Pada 15 Agustus 1945, para pemuda dibawah pimpinan Sukarni, Chairul Saleh, Wikana bersepakat untuk mengamankan dwitunggal bersama Ibu Fatmawati dan Guntur ke Rengasdengklok, dengan harapan agar mereka menuruti keinginan para pemuda.
Namun, sepanjang hari pada 16 Agustus 1945 itu, tidak tercapai kesepakatan apapun hingga sorenya, Ahmad Soebardjo datang dan berusaha membujuk para pemuda untuk melepaskan dwitunggal.
Akhirnya mereka bersedia dengan jaminan oleh Soebardjo bahwa proklamasi akan terjadi esok hari.
Malam itu juga, rombongan berangkat ke Jakarta menuju rumah Laksamana Maeda di Meiji Dori No. 1 untuk membahas masalah tersebut. Setibanya disana, tuan rumah menjelaskan permasalahan dan informasi yang sebenarnya terjadi.
Maeda lalu mempersilakan ketiga tokoh menemui Gunseikan (Kepala Pemerintah Militer) Jenderal Moichiro Yamamoto untuk membahas upaya tindaklanjut yang akan dilakukan.
Namun, setibanya di Markas Gunseikan di kawasan Gambir, mereka bertiga mendapat jawaban yang mengecewakan karena Jenderal Nishimura yang mewakili Gunseikan melarang segala bentuk upaya perubahan situasi yang dilakukan. Mereka diharuskan menunggu Sekutu datang terlebih dahulu.
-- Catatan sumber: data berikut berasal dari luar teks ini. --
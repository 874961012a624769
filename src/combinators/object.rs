//! Shape-driven object parsing.

use crate::error::{ParseError, ParseResult};
use crate::multipart::{self, BoundarySniffer};
use crate::parser::Parser;
use crate::path;
use crate::stream::{Body, buffer};
use crate::upload::SpoolConfig;
use crate::value::Value;
use async_trait::async_trait;
use std::collections::BTreeMap;
use std::path::PathBuf;

/// Parses a structured mapping against an ordered list of `(key, parser)`
/// pairs.
///
/// Every declared key is visited and every validation failure collected; one
/// aggregated error is raised only after all keys are processed. Input that
/// is not itself a mapping gets one fallback: its byte/string payload is
/// decoded as JSON and object parsing retried on the result.
///
/// The stream path ingests `multipart/form-data` bodies, sniffing the
/// boundary from the leading bytes when no content type declares one, and
/// falls back to the buffered sync path for non-multipart bodies.
pub struct ObjectParser {
	shape: Vec<(String, Box<dyn Parser>)>,
	ignore_unknown: bool,
	spool: SpoolConfig,
}

/// Create an empty object parser; declare keys with
/// [`field`](ObjectParser::field).
///
/// # Examples
///
/// ```
/// use nuages::{Parser, Value, int, object, string};
///
/// let parser = object()
///     .field("name", string())
///     .field("age", int());
///
/// let input = Value::from(serde_json::json!({"name": "alice", "age": "30"}));
/// let parsed = parser.parse(&input).unwrap();
/// assert_eq!(parsed.get("age"), Some(&Value::Int(30)));
/// ```
pub fn object() -> ObjectParser {
	ObjectParser {
		shape: Vec::new(),
		ignore_unknown: true,
		spool: SpoolConfig::default(),
	}
}

impl ObjectParser {
	/// Declare a key and the parser applied to its value. Keys are evaluated
	/// in declaration order.
	pub fn field(mut self, name: impl Into<String>, parser: impl Parser + 'static) -> Self {
		self.shape.push((name.into(), Box::new(parser)));
		self
	}

	/// Treat keys outside the declared shape as failures instead of ignoring
	/// them.
	///
	/// # Examples
	///
	/// ```
	/// use nuages::{Parser, Value, int, object};
	///
	/// let parser = object().field("a", int()).deny_unknown();
	/// let input = Value::from(serde_json::json!({"a": 1, "b": 2}));
	/// assert!(parser.parse(&input).is_err());
	/// ```
	pub fn deny_unknown(mut self) -> Self {
		self.ignore_unknown = false;
		self
	}

	/// Set the in-memory ceiling for files accumulated by the stream path.
	pub fn with_max_memory(mut self, max_memory: usize) -> Self {
		self.spool.max_memory = max_memory;
		self
	}

	/// Set the directory spooled file content is written to.
	pub fn with_temp_dir(mut self, temp_dir: impl Into<PathBuf>) -> Self {
		self.spool.temp_dir = Some(temp_dir.into());
		self
	}

	fn parse_entries(
		&self,
		entries: &BTreeMap<String, Value>,
		path: &str,
	) -> ParseResult<Value> {
		let mut failures = Vec::new();
		let mut parsed = BTreeMap::new();
		for (name, parser) in &self.shape {
			let child = path::key(path, name);
			match parser.parse_value(entries.get(name), &child) {
				Ok(value) => {
					parsed.insert(name.clone(), value);
				}
				Err(failure) if failure.is_validation() => failures.push(failure),
				Err(fatal) => return Err(fatal),
			}
		}
		if !self.ignore_unknown {
			for name in entries.keys() {
				if !self.shape.iter().any(|(declared, _)| declared == name) {
					failures.push(ParseError::invalid(
						&path::key(path, name),
						"Unknown field is not permitted",
					));
				}
			}
		}
		if failures.is_empty() {
			Ok(Value::Object(parsed))
		} else {
			Err(ParseError::aggregate(failures))
		}
	}

	fn parse_json_payload(&self, payload: &[u8], path: &str) -> ParseResult<Value> {
		let decoded: serde_json::Value = serde_json::from_slice(payload).map_err(|_| {
			ParseError::invalid(path, "Value cannot be converted to an object")
		})?;
		match Value::from(decoded) {
			Value::Object(entries) => self.parse_entries(&entries, path),
			_ => Err(ParseError::invalid(
				path,
				"Value cannot be converted to an object",
			)),
		}
	}
}

#[async_trait]
impl Parser for ObjectParser {
	fn parse_value(&self, value: Option<&Value>, path: &str) -> ParseResult<Value> {
		match value {
			Some(Value::Object(entries)) => self.parse_entries(entries, path),
			Some(Value::Bytes(payload)) => self.parse_json_payload(payload, path),
			Some(Value::String(payload)) => self.parse_json_payload(payload.as_bytes(), path),
			_ => Err(ParseError::invalid(
				path,
				"Value cannot be converted to an object",
			)),
		}
	}

	async fn parse_stream(&self, body: Body, path: &str) -> ParseResult<Value> {
		let (content_type, stream) = body.into_parts();
		let declared = content_type
			.as_deref()
			.and_then(|header| multer::parse_boundary(header).ok());
		let (boundary, stream) = match declared {
			Some(boundary) => (boundary, stream),
			None => {
				let mut sniffer = BoundarySniffer::new(stream);
				match sniffer.sniff().await {
					Ok(boundary) => (boundary, sniffer.into_stream()),
					Err(fatal @ ParseError::Io(_)) => return Err(fatal),
					Err(_) => {
						// Not a multipart body. Every sniffed byte is
						// replayed ahead of the rest, so the buffered sync
						// path sees the complete payload.
						let payload = buffer(sniffer.into_stream()).await?;
						return self.parse_value(Some(&Value::Bytes(payload)), path);
					}
				}
			}
		};
		let fields = multipart::ingest(stream, boundary, &self.spool).await?;
		self.parse_value(Some(&fields.into_value()), path)
	}
}

#[cfg(test)]
mod tests {
	use super::*;
	use crate::fields::{int, string};

	fn sample_shape() -> ObjectParser {
		object().field("a", int()).field("b", string())
	}

	#[test]
	fn test_every_failing_key_is_reported() {
		// Arrange
		let parser = sample_shape();
		let input = Value::from(serde_json::json!({"a": "x", "b": {}}));

		// Act
		let err = parser.parse(&input).unwrap_err();

		// Assert: both paths appear in the one aggregated error
		let message = err.to_string();
		assert!(message.contains("root.a"));
		assert!(message.contains("root.b"));
	}

	#[test]
	fn test_missing_key_is_parsed_as_absent() {
		// Arrange
		let parser = sample_shape();
		let input = Value::from(serde_json::json!({"a": 1}));

		// Act
		let err = parser.parse(&input).unwrap_err();

		// Assert
		assert!(err.to_string().contains("root.b: This field is required"));
	}

	#[test]
	fn test_successful_parse_is_idempotent() {
		// Arrange
		let parser = sample_shape();
		let input = Value::from(serde_json::json!({"a": 3, "b": "text"}));

		// Act
		let once = parser.parse(&input).unwrap();
		let twice = parser.parse(&once).unwrap();

		// Assert
		assert_eq!(once, twice);
	}

	#[test]
	fn test_unknown_keys_ignored_by_default() {
		// Arrange
		let parser = sample_shape();
		let input = Value::from(serde_json::json!({"a": 1, "b": "x", "extra": true}));

		// Act
		let parsed = parser.parse(&input).unwrap();

		// Assert: the result carries declared keys only
		assert!(parsed.get("extra").is_none());
		assert_eq!(parsed.get("a"), Some(&Value::Int(1)));
	}

	#[test]
	fn test_deny_unknown_reports_each_unknown_key() {
		// Arrange
		let parser = sample_shape().deny_unknown();
		let input =
			Value::from(serde_json::json!({"a": 1, "b": "x", "c": 1, "d": 2}));

		// Act
		let err = parser.parse(&input).unwrap_err();

		// Assert
		let message = err.to_string();
		assert!(message.contains("root.c"));
		assert!(message.contains("root.d"));
	}

	#[test]
	fn test_json_payload_fallback() {
		// Arrange
		let parser = sample_shape();
		let input = Value::from(r#"{"a": 2, "b": "ok"}"#);

		// Act
		let parsed = parser.parse(&input).unwrap();

		// Assert
		assert_eq!(parsed.get("a"), Some(&Value::Int(2)));
	}

	#[test]
	fn test_non_object_json_payload_is_rejected() {
		// Arrange
		let parser = sample_shape();

		// Act
		let err = parser.parse(&Value::from("[1, 2, 3]")).unwrap_err();

		// Assert
		assert!(
			err.to_string()
				.contains("cannot be converted to an object")
		);
	}

	#[test]
	fn test_non_mapping_input_is_rejected() {
		// Arrange
		let parser = sample_shape();

		// Act & Assert
		assert!(parser.parse(&Value::Int(5)).is_err());
		assert!(parser.parse_value(None, "root").is_err());
	}

	#[test]
	fn test_nested_object_paths() {
		// Arrange
		let parser = object().field("profile", object().field("age", int()));
		let input = Value::from(serde_json::json!({"profile": {"age": "old"}}));

		// Act
		let err = parser.parse(&input).unwrap_err();

		// Assert
		assert!(err.to_string().contains("root.profile.age"));
	}
}
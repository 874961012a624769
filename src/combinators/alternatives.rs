//! First-match-wins alternatives.

use crate::error::{ParseError, ParseResult};
use crate::parser::Parser;
use crate::value::Value;
use async_trait::async_trait;

/// Tries each alternative in order on the same input.
///
/// The first success wins. When every alternative fails, one aggregated
/// error lists each attempt's failure in order. A fatal (I/O or framing)
/// failure from an alternative propagates immediately instead of being
/// swallowed into the aggregate.
pub struct AlternativesParser {
	options: Vec<Box<dyn Parser>>,
}

/// Create an empty alternatives parser; add options with
/// [`or`](AlternativesParser::or).
///
/// # Examples
///
/// ```
/// use nuages::{Parser, Value, alternatives, int, string};
///
/// let parser = alternatives().or(int()).or(string());
/// assert_eq!(parser.parse(&Value::Int(5)).unwrap(), Value::Int(5));
/// assert_eq!(parser.parse(&Value::from("abc")).unwrap(), Value::from("abc"));
/// ```
pub fn alternatives() -> AlternativesParser {
	AlternativesParser {
		options: Vec::new(),
	}
}

impl AlternativesParser {
	/// Append an alternative.
	pub fn or(mut self, parser: impl Parser + 'static) -> Self {
		self.options.push(Box::new(parser));
		self
	}
}

#[async_trait]
impl Parser for AlternativesParser {
	fn parse_value(&self, value: Option<&Value>, path: &str) -> ParseResult<Value> {
		let mut failures = Vec::with_capacity(self.options.len());
		for option in &self.options {
			match option.parse_value(value, path) {
				Ok(parsed) => return Ok(parsed),
				Err(failure) if failure.is_validation() => failures.push(failure),
				Err(fatal) => return Err(fatal),
			}
		}
		if failures.is_empty() {
			return Err(ParseError::invalid(
				path,
				"Value matched none of the alternatives",
			));
		}
		Err(ParseError::aggregate(failures))
	}
}
//! Byte-stream input and buffering.
//!
//! [`Body`] pairs a chunked byte stream with the optional content-type header
//! the caller already knows. [`buffer`] is the default drain used by every
//! parser whose stream path has no incremental override.

use bytes::{Bytes, BytesMut};
use futures_util::{Stream, StreamExt, stream};
use std::io;
use std::pin::Pin;

/// Boxed stream of byte chunks.
pub type ByteStream = Pin<Box<dyn Stream<Item = io::Result<Bytes>> + Send + 'static>>;

/// A streaming input body.
pub struct Body {
	stream: ByteStream,
	content_type: Option<String>,
}

impl Body {
	/// Wrap a chunked byte stream.
	pub fn from_stream(
		stream: impl Stream<Item = io::Result<Bytes>> + Send + 'static,
	) -> Self {
		Self {
			stream: Box::pin(stream),
			content_type: None,
		}
	}

	/// Wrap already-materialized bytes as a single-chunk stream.
	///
	/// # Examples
	///
	/// ```
	/// use nuages::Body;
	///
	/// let body = Body::from_bytes(br#"{"name":"alice"}"#.as_slice());
	/// assert!(body.content_type().is_none());
	/// ```
	pub fn from_bytes(bytes: impl Into<Bytes>) -> Self {
		let bytes = bytes.into();
		Self::from_stream(stream::iter([Ok(bytes)]))
	}

	/// Attach the request's content-type header, letting multipart parsing
	/// take its boundary from the header instead of sniffing the stream.
	///
	/// # Examples
	///
	/// ```
	/// use nuages::Body;
	///
	/// let body = Body::from_bytes(b"".as_slice())
	///     .with_content_type("multipart/form-data; boundary=abc");
	/// assert_eq!(
	///     body.content_type(),
	///     Some("multipart/form-data; boundary=abc")
	/// );
	/// ```
	pub fn with_content_type(mut self, content_type: impl Into<String>) -> Self {
		self.content_type = Some(content_type.into());
		self
	}

	/// The attached content-type header, if any.
	pub fn content_type(&self) -> Option<&str> {
		self.content_type.as_deref()
	}

	/// Discard the header and expose the raw stream.
	pub fn into_stream(self) -> ByteStream {
		self.stream
	}

	pub(crate) fn into_parts(self) -> (Option<String>, ByteStream) {
		(self.content_type, self.stream)
	}
}

impl std::fmt::Debug for Body {
	fn fmt(&self, f: &mut std::fmt::Formatter<'_>) -> std::fmt::Result {
		f.debug_struct("Body")
			.field("content_type", &self.content_type)
			.finish_non_exhaustive()
	}
}

/// Drain a byte stream into one contiguous byte sequence.
pub async fn buffer(
	stream: impl Stream<Item = io::Result<Bytes>> + Unpin,
) -> io::Result<Bytes> {
	let mut stream = stream;
	let mut buffered = BytesMut::new();
	while let Some(chunk) = stream.next().await {
		buffered.extend_from_slice(&chunk?);
	}
	Ok(buffered.freeze())
}

#[cfg(test)]
mod tests {
	use super::*;

	#[tokio::test]
	async fn test_buffer_concatenates_chunks() {
		// Arrange
		let chunks = ["hello", " ", "world"]
			.map(|part| Ok(Bytes::copy_from_slice(part.as_bytes())));
		let body = Body::from_stream(stream::iter(chunks));

		// Act
		let buffered = buffer(body.into_stream()).await.unwrap();

		// Assert
		assert_eq!(buffered.as_ref(), b"hello world");
	}

	#[tokio::test]
	async fn test_buffer_surfaces_stream_errors() {
		// Arrange
		let chunks = vec![
			Ok(Bytes::from_static(b"start")),
			Err(io::Error::other("connection reset")),
		];
		let body = Body::from_stream(stream::iter(chunks));

		// Act
		let result = buffer(body.into_stream()).await;

		// Assert
		assert!(result.is_err());
	}
}
//! Field and file accumulation over a configured multipart decoder.

use crate::error::{ParseError, ParseResult};
use crate::stream::ByteStream;
use crate::upload::{FileUpload, SpoolConfig};
use crate::value::{FieldMap, Value};
use multer::Multipart;

/// Drive the multipart decoder over `stream` and accumulate every part into
/// a [`FieldMap`].
///
/// The decoder is constructed over the (possibly replayed) stream before any
/// polling begins, so configuration strictly precedes consumption and the
/// first part cannot be missed. Parts are processed in arrival order: text
/// parts are installed directly, file parts are accumulated through a
/// [`FileUpload`] governed by `config`.
///
/// A failed file accumulation (spool I/O) is collected rather than thrown;
/// the remaining parts keep draining so the decoder reaches completion, and
/// the collected failures fail the ingestion at the end. Decoder errors are
/// terminal and surface immediately as framing errors; source stream errors
/// stay I/O errors.
pub async fn ingest(
	stream: ByteStream,
	boundary: impl Into<String>,
	config: &SpoolConfig,
) -> ParseResult<FieldMap> {
	let mut decoder = Multipart::new(stream, boundary.into());
	let mut fields = FieldMap::new();
	let mut failures: Vec<ParseError> = Vec::new();

	while let Some(mut field) = decoder.next_field().await.map_err(decoder_error)? {
		let Some(name) = field.name().map(str::to_owned) else {
			tracing::warn!("skipping multipart part without a field name");
			while field.chunk().await.map_err(decoder_error)?.is_some() {}
			continue;
		};

		if let Some(file_name) = field.file_name().map(str::to_owned) {
			let mut upload = FileUpload::new(config.clone()).with_file_name(file_name);
			if let Some(content_type) = field.content_type().map(|mime| mime.to_string()) {
				upload = upload.with_content_type(content_type);
			}
			let mut failed = false;
			loop {
				match field.chunk().await {
					Ok(Some(chunk)) => {
						if failed {
							continue;
						}
						if let Err(err) = upload.append(&chunk).await {
							tracing::warn!(
								field = %name,
								error = %err,
								"file accumulation failed; draining the rest of the request"
							);
							failures.push(ParseError::Io(err));
							failed = true;
						}
					}
					Ok(None) => break,
					Err(err) => return Err(decoder_error(err)),
				}
			}
			if !failed {
				fields.insert(name, Value::File(upload));
			}
		} else {
			let text = field.text().await.map_err(decoder_error)?;
			fields.insert(name, Value::String(text));
		}
	}

	if failures.is_empty() {
		Ok(fields)
	} else {
		Err(ParseError::aggregate(failures))
	}
}

fn decoder_error(err: multer::Error) -> ParseError {
	match err {
		multer::Error::StreamReadFailed(source) => {
			ParseError::Io(std::io::Error::other(source))
		}
		other => ParseError::Framing(other.to_string()),
	}
}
Ketiga tokoh bersepakat bahwa Jepang tidak dapat diharapkan lagi dan kemerdekaan harus segera dirancang secepatnya. Anggota PPKI yang menginap di hotel Des Indes segera dikawal oleh Sukarni dan kawan-kawan menuju rumah Maeda.
Naskah proklamasi kemerdekaan disusun
Sedangkan pada 17 Agustus 1945 pukul 03.00 WIB, naskah proklamasi disusun oleh Soekarno, Hatta dan Soebardjo di ruang makan Maeda. Naskah sebanyak dua alinea yang penuh dengan pemikiran tersebut lalu selesai dibuat 2 jam kemudian.
Naskah kemudian diserahkan kepada Sayuti Melik untuk diketik. Tanpa waktu lama, Sayuti Melik didampingi BM Diah lalu mengetik naskah proklamasi. Setelah itu, naskah diserahkan kembali kepada Soekarno untuk ditandatangani.
Akhirnya, 17 Agustus 1945 pukul 10.00 WIB, di halaman rumah Soekarno di Jl. Pegangsaan Timur No. 56, naskah proklamasi dibacakan dalam suasana khidmat. Prosesi yang sebenarnya tanpa protokol nyatanya tidak menghalangi gelora euforia rakyat dalam merayakan dan menyebarluaskan berita luar biasa ini.
Sedangkan peran para pewarta sangat penting dalam peristiwa ini, antara lain:
1. Frans dan Alex Mendoer dari IPPHOS yang mengabadikan momen pembacaan proklamasi
2. BM Diah dan Jusuf Ronodipuro yang membantu penyebaran berita proklamasi lewat berbagai cara, seperti radio, surat kabar, telegram, serta melalui lisan.